Segundo a OMS (Organização Mundial da Saúde) a depressão é um fenômeno cada vez mais constante. Atribuí-se a ela, um conjunto de alterações comportamentais, emocionais e de pensamento, com distúrbio do humor e ou anedonia (perda ou diminuição do interesse pela vida).

Este trabalho propõe-se a analisar e discorrer a cerca da depressão no mundo contemporâneo e sua relação com o neoliberalismo, através de um referencial psicanalítico, exposto no texto complementar, “Depressão e o Neoliberalismo: Constituição da Saúde Mental na Atualidade”.            

Através de vários autores, procurou-se especificar a depressão e mostrar a sua relação com os aspectos relevantes que o neoliberalismo propicia para aflorar este quadro.                     

Desenvolvimento

Depressão, segundo alguns autores é um tipo de enfermidade mental que apresenta uma diversidade de sintomas, como quadros de estados de desânimo, diminuição da auto-estima, insônia, perda da autoconfiança, prejuízos na capacidade cognitiva (atenção, concentração, memória), relações interpessoais dificultadas, sentimento de vazio, sentimento de solidão e idéias suicidas, entre outros.            

A Depressão, seja leve, moderada ou grave, será sempre incapacitante em algum grau, principalmente se considerarmos a duração dos sintomas. Ao longo do tempo os sintomas depressivos podem provocar desdobramentos complicados e desgastantes para a família e para a pessoa.            

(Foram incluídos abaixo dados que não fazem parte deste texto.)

use std::io::{ErrorKind, Write};

use bytes::BytesMut;

use crate::error::{FrameError, Result};
use crate::frame::Command;

const INITIAL_BUFFER_CAPACITY: usize = 1024;

/// Writes serialized commands to any `Write` stream.
pub struct CommandWriter<T> {
    inner: T,
    buf: BytesMut,
}

impl<T: Write> CommandWriter<T> {
    /// Create a new command writer.
    pub fn new(inner: T) -> Self {
        Self {
            inner,
            buf: BytesMut::with_capacity(INITIAL_BUFFER_CAPACITY),
        }
    }

    /// Serialize and write one command (blocking).
    pub fn send(&mut self, command: &Command) -> Result<()> {
        self.buf.clear();
        command.encode_into(&mut self.buf)?;

        let mut offset = 0usize;
        while offset < self.buf.len() {
            match self.inner.write(&self.buf[offset..]) {
                Ok(0) => return Err(FrameError::ConnectionClosed),
                Ok(n) => offset += n,
                Err(err) if err.kind() == ErrorKind::Interrupted => continue,
                Err(err) if err.kind() == ErrorKind::WouldBlock => continue,
                Err(err) => return Err(FrameError::Io(err)),
            }
        }

        self.flush()
    }

    /// Flush the underlying stream.
    pub fn flush(&mut self) -> Result<()> {
        loop {
            match self.inner.flush() {
                Ok(()) => return Ok(()),
                Err(err) if err.kind() == ErrorKind::Interrupted => continue,
                Err(err) if err.kind() == ErrorKind::WouldBlock => continue,
                Err(err) => return Err(FrameError::Io(err)),
            }
        }
    }

    /// Borrow the underlying stream.
    pub fn get_ref(&self) -> &T {
        &self.inner
    }

    /// Mutably borrow the underlying stream.
    pub fn get_mut(&mut self) -> &mut T {
        &mut self.inner
    }

    /// Consume the writer and return the inner stream.
    pub fn into_inner(self) -> T {
        self.inner
    }
}

#[cfg(test)]
mod tests {
    use std::io::Cursor;
    use std::sync::atomic::{AtomicBool, Ordering};
    use std::sync::Arc;

    use super::*;
    use crate::codec::MAX_PAYLOAD;
    use crate::family::CommandFamily;
    use crate::reader::FrameReader;

    fn ping() -> Command {
        Command::new(CommandFamily::SYSTEM, 0x01)
    }

    #[test]
    fn written_bytes_decode() {
        let mut writer = CommandWriter::new(Cursor::new(Vec::<u8>::new()));
        let command = Command::new(CommandFamily::BASIC_NFC, 0x02).with_payload(vec![0x00, 0x7E]);

        writer.send(&command).unwrap();
        writer.send(&ping()).unwrap();

        let wire = writer.into_inner().into_inner();
        let mut reader = FrameReader::new(Cursor::new(wire));
        let first = reader.read_response().unwrap();
        let second = reader.read_response().unwrap();

        assert_eq!(first.frame().family(), CommandFamily::BASIC_NFC);
        assert_eq!(first.frame().payload().as_ref(), &[0x00, 0x7E]);
        assert_eq!(second.frame().response_code(), 0x01);
    }

    #[test]
    fn payload_too_large_rejected() {
        let mut writer = CommandWriter::new(Cursor::new(Vec::<u8>::new()));
        let command = ping().with_payload(vec![0u8; MAX_PAYLOAD + 1]);

        let err = writer.send(&command).unwrap_err();
        assert!(matches!(err, FrameError::PayloadTooLarge { .. }));
        assert!(writer.get_ref().get_ref().is_empty());
    }

    #[test]
    fn flush_propagates() {
        let sink = FlushTrackingWriter::default();
        let flag = Arc::clone(&sink.flushed);
        let mut writer = CommandWriter::new(sink);

        writer.send(&ping()).unwrap();

        assert!(flag.load(Ordering::SeqCst));
        assert_eq!(writer.get_mut().data.len(), ping().wire_len());
    }

    #[test]
    fn handles_interrupted_and_would_block_writes() {
        let mut writer = CommandWriter::new(FlakyWriter {
            failures: vec![ErrorKind::Interrupted, ErrorKind::WouldBlock],
            data: Vec::new(),
        });
        writer.send(&ping()).unwrap();

        assert_eq!(writer.into_inner().data.len(), ping().wire_len());
    }

    #[test]
    fn connection_closed_when_write_returns_zero() {
        let mut writer = CommandWriter::new(ZeroWriter);
        let err = writer.send(&ping()).unwrap_err();
        assert!(matches!(err, FrameError::ConnectionClosed));
    }

    #[derive(Default)]
    struct FlushTrackingWriter {
        flushed: Arc<AtomicBool>,
        data: Vec<u8>,
    }

    impl Write for FlushTrackingWriter {
        fn write(&mut self, buf: &[u8]) -> std::io::Result<usize> {
            self.data.extend_from_slice(buf);
            Ok(buf.len())
        }

        fn flush(&mut self) -> std::io::Result<()> {
            self.flushed.store(true, Ordering::SeqCst);
            Ok(())
        }
    }

    struct FlakyWriter {
        failures: Vec<ErrorKind>,
        data: Vec<u8>,
    }

    impl Write for FlakyWriter {
        fn write(&mut self, buf: &[u8]) -> std::io::Result<usize> {
            if let Some(kind) = self.failures.pop() {
                return Err(std::io::Error::from(kind));
            }
            // Accept at most three bytes per call to exercise the write loop.
            let n = buf.len().min(3);
            self.data.extend_from_slice(&buf[..n]);
            Ok(n)
        }

        fn flush(&mut self) -> std::io::Result<()> {
            Ok(())
        }
    }

    struct ZeroWriter;

    impl Write for ZeroWriter {
        fn write(&mut self, _buf: &[u8]) -> std::io::Result<usize> {
            Ok(0)
        }

        fn flush(&mut self) -> std::io::Result<()> {
            Ok(())
        }
    }
}
use std::fs;

use tcmp_frame::{Reassembler, ReassemblerConfig, Response};
use tracing::{debug, warn};

use crate::cmd::DecodeArgs;
use crate::exit::{io_error, CliError, CliResult, DATA_INVALID, SUCCESS, USAGE};
use crate::hex;
use crate::output::{print_decoded, DecodedItem, OutputFormat};

/// Bytes fed to the reassembler per step, like a serial read would.
const FEED_CHUNK_SIZE: usize = 4096;

pub fn run(args: DecodeArgs, format: OutputFormat) -> CliResult<i32> {
    let capture = load_capture(&args)?;
    let config = ReassemblerConfig {
        resync: args.resync.into(),
        ..ReassemblerConfig::default()
    };

    let decoded = decode(&capture, config);
    let items: Vec<DecodedItem<'_>> = decoded
        .items
        .iter()
        .map(|item| match item {
            Ok(response) => DecodedItem::Response(response),
            Err(err) => DecodedItem::Error(err.clone()),
        })
        .collect();
    print_decoded(&items, format);

    if decoded.trailing > 0 {
        warn!(bytes = decoded.trailing, "capture ends inside an incomplete frame");
    }
    if decoded.items.iter().any(Result::is_err) || decoded.frames() == 0 {
        return Ok(DATA_INVALID);
    }
    Ok(SUCCESS)
}

fn load_capture(args: &DecodeArgs) -> CliResult<Vec<u8>> {
    if let Some(path) = &args.file {
        return fs::read(path)
            .map_err(|err| io_error(&format!("failed reading {}", path.display()), err));
    }
    let text = args.hex.as_deref().unwrap_or_default();
    hex::parse(text).map_err(|err| CliError::new(USAGE, format!("capture: {err}")))
}

struct Decoded {
    items: Vec<Result<Response, String>>,
    trailing: usize,
}

impl Decoded {
    fn frames(&self) -> usize {
        self.items.iter().filter(|item| item.is_ok()).count()
    }
}

fn decode(capture: &[u8], config: ReassemblerConfig) -> Decoded {
    let mut reassembler = Reassembler::with_config(config);
    let mut items = Vec::new();
    for chunk in capture.chunks(FEED_CHUNK_SIZE) {
        items.extend(
            reassembler
                .push(chunk)
                .into_iter()
                .map(|item| item.map_err(|err| err.to_string())),
        );
    }
    debug!(stats = ?reassembler.stats(), "capture decoded");
    Decoded {
        items,
        trailing: reassembler.len(),
    }
}

#[cfg(test)]
mod tests {
    use tcmp_frame::{Command, CommandFamily, Resync};

    use super::*;

    fn wire(code: u8, payload: &[u8]) -> Vec<u8> {
        Command::new(CommandFamily::BASIC_NFC, code)
            .with_payload(payload.to_vec())
            .to_wire()
            .unwrap()
            .to_vec()
    }

    #[test]
    fn decodes_noisy_capture() {
        let mut capture = vec![0x00, 0xFF];
        capture.extend(wire(0x01, &[0x7E, 0x7E]));
        capture.extend(wire(0x02, b""));
        capture.extend(&wire(0x03, b"cut")[..6]);

        let decoded = decode(&capture, ReassemblerConfig::default());

        assert_eq!(decoded.frames(), 2);
        assert_eq!(decoded.trailing, 6);
    }

    #[test]
    fn skip_marker_recovers_frame_behind_corruption() {
        let mut capture = wire(0x01, b"bad");
        capture[3] ^= 0x01;
        capture.extend(wire(0x02, b"good"));

        let discard = decode(&capture, ReassemblerConfig::default());
        assert_eq!(discard.frames(), 0);
        assert!(discard.items[0].is_err());

        let skip = decode(
            &capture,
            ReassemblerConfig {
                resync: Resync::SkipMarker,
                ..ReassemblerConfig::default()
            },
        );
        assert_eq!(skip.frames(), 1);
        let good = skip.items.iter().find_map(|item| item.as_ref().ok()).unwrap();
        assert_eq!(good.frame().payload().as_ref(), b"good");
    }
}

Quando aparece um quadro depressivo na família, geralmente esta se desestrutura bastante. A tendência inicial é querer ajudar o indivíduo a reagir; ora acreditando que essa reação depende da vontade da pessoa deprimida, ora propondo medidas bem intencionadas e completamente ineficazes. Com freqüência dentro das famílias ou mesmo entre um casal existe uma série de crenças populares, que depreciam a pessoa com depressão, tais como a falta de vontade, uma fraqueza psíquica ou coisas assim.            

Apesar de serem poucos os trabalhos sobre indicativos, variáveis clínicas e sociais que levam os portadores de Transtornos Afetivos a apresentar maus ajustamentos sociais, a constatação de que isso acontece parece ser unânime. As principais esferas atingidas pelos Transtornos Afetivos estão nas áreas de trabalho e relacionamento interpessoal, com 1/3 dos pacientes apresentando desempenho ruim tanto no trabalho quanto no ajuste em outras áreas (Tsuang,1980).            

A falta de desejo sexual pode comprometer uma relação na medida em que o (a) parceiro (a) sente-se deixado de lado, ou pior, suspeita de não estar mais sendo amado ou que pode estar sendo traído. Quando sozinha (ou solteira) a baixa da libido pode impedir a pessoa com depressão de começar qualquer relacionamento novo, principalmente porque, além da Disfunção Sexual, estará presente também uma baixa auto-estima.            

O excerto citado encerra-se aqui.